Our stock response to the question of “what is normal?” is to say that there is no such thing, as the particular children’s best interests dictate any order that a court would impose. If the matter were to become contentious, the court would look at all of the circumstances of the case to establish what routine would be best for the children, perhaps bearing in mind expert evidence from someone experienced in working with families through separation, and anything else relevant to the decision. As a basic starting point, it is almost always in the best interests of the children to have a continuing relationship with both parents after separation. Arrangements must take into account the realities of childcare, school, work obligations and other responsibilities, and also any sports, hobbies, or after-school clubs which may dictate that certain ways of dividing time are logistically difficult for the children. There can be added complications if the home of one parent or the other is a long distance from school or nursery, meaning travelling times also have to be factored in to every arrangement.

That said, there is a usual bracket for child care arrangements between separated parents. The most likely outcome from the court tends to be that the child will live primarily with one parent and spend time with the parent with whom he or she does not live every other weekend and one overnight during the week, with additional time in the holidays. Every other weekend can mean either Saturday to Sunday, or Friday to Monday, or anywhere in between depending on the child’s age, parental circumstances, and other relevant factors. It is also possible for the child to live at both houses.  It is possible that the children’s time will be spent equally with both parents although in practice this is unusual.

The terms “residence” and “contact” replaced the old “custody” and “access” more than 20 years ago, and will themselves be replaced by the new “child arrangements order” next April as part of the government’s review of family justice. This new terminology may usher in more creative thinking about what arrangements are in children’s best interests, and we wait to see how the courts will wrestle with what the new concept means. As regular readers of this blog will know, the government has also signalled its intention to introduce some kind of principle or presumption into the legislation governing children matters on divorce to ensure that each parent’s contribution is considered to be equalled by the court in the case of separation (see our blog here , and note that it’s not too late to respond to the consultation, which you can find here).
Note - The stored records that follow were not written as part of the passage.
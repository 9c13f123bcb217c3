//! Shared data-model entities (SPEC_FULL §3) used across the executor's
//! components. Kept in one module so `shape_inference`, `launch_params`,
//! `buffer_allocator` and `launch_engine` agree on a single vocabulary
//! instead of each inventing their own allocation-info struct.

use std::collections::HashMap;

use serde::{Deserialize, Serialize};

use crate::ir::ElemType;

/// Concrete sizes and strides for one materialised tensor.
#[derive(Debug, Clone, PartialEq, Eq, Serialize, Deserialize)]
pub struct ShapeInfo {
    pub sizes: Vec<i64>,
    pub strides: Vec<i64>,
}

/// Per-global-buffer allocation info (SPEC_FULL §3's "Allocation Info").
#[derive(Debug, Clone, Serialize, Deserialize)]
pub struct AllocationInfo {
    pub shape: ShapeInfo,
    pub elem_type: ElemType,
    pub zero_init: bool,
    pub resets_to_zero: bool,
    pub is_profile_buffer: bool,
}

/// Grid/block dims plus dynamic shared memory; any dimension may be left
/// unbound (`None`) when the kernel has no parallel binding on that axis.
#[derive(Debug, Clone, Copy, Default, PartialEq, Eq, Serialize, Deserialize)]
pub struct LaunchParams {
    pub grid: (u32, u32, u32),
    pub block: (u32, u32, u32),
    pub dynamic_smem_bytes: u32,
}

/// Pinned launch constraints supplied by the caller; `None` means "infer".
#[derive(Debug, Clone, Copy, Default)]
pub struct LaunchConstraints {
    pub grid: (Option<u32>, Option<u32>, Option<u32>),
    pub block: (Option<u32>, Option<u32>, Option<u32>),
}

/// Per-cache-key state, created lazily on the first run with a given input
/// shape (SPEC_FULL §3, §4.6 EntryReady). `arg_buffers` and `scalar_values`
/// round-trip through the cache so a later call on the same cache key
/// rewrites argument bytes in place instead of reallocating and re-derives
/// scalar dirtiness instead of always re-serialising (SPEC_FULL §4.6 step 6).
/// Neither is meaningful across a process restart, so both are skipped by
/// the persisted-state path.
#[derive(Debug, Clone, Default, Serialize, Deserialize)]
pub struct ExecutorEntry {
    pub initialized: bool,
    pub launch_params: LaunchParams,
    pub output_infos: Vec<AllocationInfo>,
    pub intermediate_infos: Vec<AllocationInfo>,
    pub warned_pin_mismatch: bool,
    #[serde(skip)]
    pub arg_buffers: ArgBuffers,
    #[serde(skip)]
    pub scalar_values: HashMap<ParamName, i64>,
}

/// The currently-compiled artefact plus the parameters it was compiled for.
#[derive(Debug, Clone)]
pub struct CompiledKernel {
    pub kernel_name: String,
    pub block_size: u32,
    pub register_ceiling: u32,
    pub source_hash: u64,
    pub magic_zero_disabled: bool,
}

/// Per-executor-instance ceilings the compiler never lets the live artefact
/// fall below (SPEC_FULL §3's "Global High-Water State").
#[derive(Debug, Clone, Copy, Default)]
pub struct HighWaterState {
    pub max_block_size: u32,
    pub max_register_ceiling: u32,
    pub cached_available_dynamic_smem: Option<u32>,
    pub cached_static_smem: Option<u32>,
}

/// Compile-time parameters the caller hands the compiler on each `run`.
#[derive(Debug, Clone, Copy, Default)]
pub struct CompileParams {
    pub index_type_override: Option<crate::ir::IndexType>,
    pub register_ceiling: u32,
    /// Resolved by `compile()` (SPEC_FULL §6): a cp-async-bulk (TMA) kernel
    /// disables the magic-zero indexing workaround.
    pub disable_magic_zero: bool,
}

/// Named, stable identifier for one materialised buffer; used as the key for
/// per-parameter argument byte-buffers (SPEC_FULL §4.6 step 6).
pub type ParamName = String;

/// Re-usable per-parameter argument byte-buffers, keyed by parameter name, so
/// a later call can rewrite in place instead of reallocating.
#[derive(Debug, Clone, Default)]
pub struct ArgBuffers {
    pub buffers: HashMap<ParamName, Vec<u8>>,
}
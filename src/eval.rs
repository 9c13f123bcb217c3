//! Expression evaluator: binds symbolic extents to concrete values and
//! remembers materialised tensors so later outputs can alias or derive from
//! earlier ones.
//!
//! This is the executor's view of the expression graph's evaluation surface;
//! the graph itself is out of scope (SPEC_FULL §1).

use std::sync::Arc;

use rustc_hash::FxHashMap;

use crate::error::{ExecutorError, ExecutorResult};
use crate::ir::Symbolic;

/// A materialised tensor, as the evaluator sees it: enough to alias into or
/// read sizes/strides back out of. `buffer` is `None` for tensors bound only
/// for their shape (tests, or tensors the executor doesn't itself own).
#[derive(Debug, Clone)]
pub struct BoundTensor {
    pub sizes: Vec<i64>,
    pub strides: Vec<i64>,
    pub device_ptr: u64,
    pub buffer: Option<Arc<wgpu::Buffer>>,
}

/// Binds symbolic extents (named or constant) to concrete `i64` values, and
/// tracks which tensors have been materialised so far in the current call.
#[derive(Debug, Default)]
pub struct ExprEvaluator {
    bindings: FxHashMap<String, i64>,
    tensors: FxHashMap<String, BoundTensor>,
}

impl ExprEvaluator {
    pub fn new() -> Self {
        Self::default()
    }

    /// Bind a named symbol to a concrete value. Re-binding the same symbol to
    /// a different value overwrites silently -- callers that must detect
    /// conflicting pins do so explicitly (see `launch_params::resolve`).
    pub fn bind(&mut self, symbol: impl Into<String>, value: i64) {
        self.bindings.insert(symbol.into(), value);
    }

    /// Resolve a symbolic extent to a concrete value.
    pub fn resolve(&self, sym: &Symbolic) -> ExecutorResult<i64> {
        match sym {
            Symbolic::Const(v) => Ok(*v),
            Symbolic::Symbol(name) => {
                self.bindings
                    .get(name)
                    .copied()
                    .ok_or_else(|| ExecutorError::ShapeUnresolved {
                        symbol: name.clone(),
                    })
            }
        }
    }

    /// Whether a symbol already has a binding.
    pub fn is_bound(&self, sym: &Symbolic) -> bool {
        match sym {
            Symbolic::Const(_) => true,
            Symbolic::Symbol(name) => self.bindings.contains_key(name),
        }
    }

    /// Record a materialised tensor so later outputs can reference it by name
    /// (aliasing, or expression-derived views).
    pub fn bind_tensor(&mut self, name: impl Into<String>, tensor: BoundTensor) {
        self.tensors.insert(name.into(), tensor);
    }

    pub fn tensor(&self, name: &str) -> Option<&BoundTensor> {
        self.tensors.get(name)
    }
}

#[cfg(test)]
mod tests {
    use super::*;

    #[test]
    fn resolves_constant_without_binding() {
        let ev = ExprEvaluator::new();
        assert_eq!(ev.resolve(&Symbolic::Const(7)).unwrap(), 7);
    }

    #[test]
    fn unresolved_symbol_is_an_error() {
        let ev = ExprEvaluator::new();
        let err = ev.resolve(&Symbolic::Symbol("n".into())).unwrap_err();
        assert!(matches!(err, ExecutorError::ShapeUnresolved { .. }));
    }

    #[test]
    fn bound_symbol_resolves() {
        let mut ev = ExprEvaluator::new();
        ev.bind("n", 128);
        assert_eq!(ev.resolve(&Symbolic::Symbol("n".into())).unwrap(), 128);
    }

    #[test]
    fn rebinding_overwrites() {
        let mut ev = ExprEvaluator::new();
        ev.bind("n", 64);
        ev.bind("n", 128);
        assert_eq!(ev.resolve(&Symbolic::Symbol("n".into())).unwrap(), 128);
    }

    #[test]
    fn tensor_lookup_round_trips() {
        let mut ev = ExprEvaluator::new();
        ev.bind_tensor(
            "t0",
            BoundTensor {
                sizes: vec![3, 4],
                strides: vec![4, 1],
                device_ptr: 0xdead_beef,
                buffer: None,
            },
        );
        let t = ev.tensor("t0").unwrap();
        assert_eq!(t.sizes, vec![3, 4]);
        assert!(ev.tensor("missing").is_none());
    }
}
Matters relating to children on separation depend overwhelmingly on the circumstances of the particular family. They are not subject to the same rules of strict law and precedent as other areas within the family justice system: the approach to the court takes is very much that the children are individuals, and arrangements that are made must be in their best interests. This is why children matters often lend themselves well to mediation, where both parents can discuss with a trained, impartial mediator what they considered to be right for the children and why, and hopefully come to some kind of plan that accommodates the viewpoints of all concerned, including and especially the children. As we always say to our clients: they are your children, you know them best and love them most – so what do you think is right for them?